*** Data shown ***

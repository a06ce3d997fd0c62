//! Outcomes of session operations

/// What happened to one item when the session was confirmed
#[derive(Debug, Clone, PartialEq, Eq)]
pub enum RenameOutcome {
    /// The proposed name was applied
    Renamed { from: String, to: String },
    /// The proposed name equals the current one
    Skipped { name: String },
    /// The host refused the new name
    Failed {
        name: String,
        proposed: String,
        error: String,
    },
}

/// Per-item outcomes of a confirmed session, in selection order
#[derive(Debug, Clone, Default, PartialEq, Eq)]
pub struct RenameReport {
    pub outcomes: Vec<RenameOutcome>,
}

impl RenameReport {
    pub fn renamed(&self) -> usize {
        self.count(|outcome| matches!(outcome, RenameOutcome::Renamed { .. }))
    }

    pub fn skipped(&self) -> usize {
        self.count(|outcome| matches!(outcome, RenameOutcome::Skipped { .. }))
    }

    pub fn failed(&self) -> usize {
        self.count(|outcome| matches!(outcome, RenameOutcome::Failed { .. }))
    }

    fn count(&self, predicate: impl Fn(&RenameOutcome) -> bool) -> usize {
        self.outcomes.iter().filter(|outcome| predicate(outcome)).count()
    }
}

/// Result of saving the active fields as a preset
#[derive(Debug, Clone, PartialEq, Eq)]
pub enum SaveOutcome {
    /// A new preset was added; `persisted` is false if the write failed
    Added { name: String, persisted: bool },
    /// An existing preset was overwritten after confirmation
    Overwritten { name: String, persisted: bool },
    /// The name already existed and the user declined to overwrite it
    Declined { name: String },
    /// The user did not give a name
    Cancelled,
}

/// Result of deleting the selected preset
#[derive(Debug, Clone, PartialEq, Eq)]
pub enum DeleteOutcome {
    /// The preset was removed; `persisted` is false if the write failed and
    /// the preset was put back
    Deleted { name: String, persisted: bool },
    /// The user declined the deletion
    Declined { name: String },
    /// No preset was selected
    NothingSelected,
}
//! Pattern module
//!
//! This module contains the compiler that turns wildcard find strings into
//! regular expressions used for substitution.

mod compiler;

pub use compiler::{CompiledPattern, WildcardMode, wildcards_to_regex};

*** End of Data shown ***

Exercise directions:
Which lines above hold the string "persisted"? Please copy all of them.

Solution to this problem:
    /// A new preset was added; `persisted` is false if the write failed
    Added { name: String, persisted: bool },
    Overwritten { name: String, persisted: bool },
    /// The preset was removed; `persisted` is false if the write failed and
    Deleted { name: String, persisted: bool },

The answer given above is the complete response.